Optimizing CouchDB for WhatsApp’s Needs

While CouchDB works well out of the box for many use cases, WhatsApp has customized and optimized CouchDB in several ways to fit its specific needs:

Master-Master Replication

Traditionally, CouchDB uses master-slave replication. However, WhatsApp developed a master-master model allowing bidirectional merging of data between nodes to improve write availability and redundancy.

Incremental Replication

To optimize transfers for low-bandwidth connections, WhatsApp added incremental replication so only changed data is synced between devices.

Message Expiry

To improve space usage, expired messages older than 30 days are deleted. This prevents endless storage bloat over time.

Attachment Indexing

File attachments like images and videos are indexed separately from messages to optimize storage and retrieval.

Local Database Caching

Frequently accessed data is cached locally on users’ devices for low-latency reads and writes.

End-to-End Encryption

All data transmitted between WhatsApp servers and clients is encrypted for security and privacy.

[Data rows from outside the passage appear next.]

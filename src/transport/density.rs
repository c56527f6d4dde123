use super::support::Support;
use crate::Probability;

/// A discrete probability distribution over a support set.
///
/// Provides access to probability mass at each point and iteration over
/// the support. This abstraction lets the couplings work with any
/// collection type that maps elements to probabilities.
pub trait Density {
    /// The type of elements in the distribution's support.
    type Support: Support;
    /// Returns the probability mass at point `x`, or 0 if not in support.
    fn density(&self, x: &Self::Support) -> Probability;
    /// Iterates over all points with positive probability mass.
    fn support(&self) -> impl Iterator<Item = Self::Support>;
}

These optimizations help WhatsApp maximize the performance, efficiency, and reliability of CouchDB while storing and managing petabytes of messaging data.

Conclusion

WhatsApp chose CouchDB as the ideal database for powering its messaging platform given the app’s scalability and availability requirements. CouchDB’s flexible document model, tunable eventual consistency, and distributed synchronization capabilities make it a great fit for WhatsApp’s backend infrastructure.

While any distributed NoSQL database like Cassandra or MongoDB could work, CouchDB’s strong consistency, built-in replication, and JSON document model make it simpler for WhatsApp to build a reliable, global messaging platform. Custom optimizations like master-master replication, attachment indexing, and local caching help WhatsApp get the most out of CouchDB.

Overall, CouchDB’s scalability, high availability, and flexibility to evolve with emerging needs allowed WhatsApp to grow exponentially to over 2 billion users, cementing its position as one of the world’s most popular messaging apps.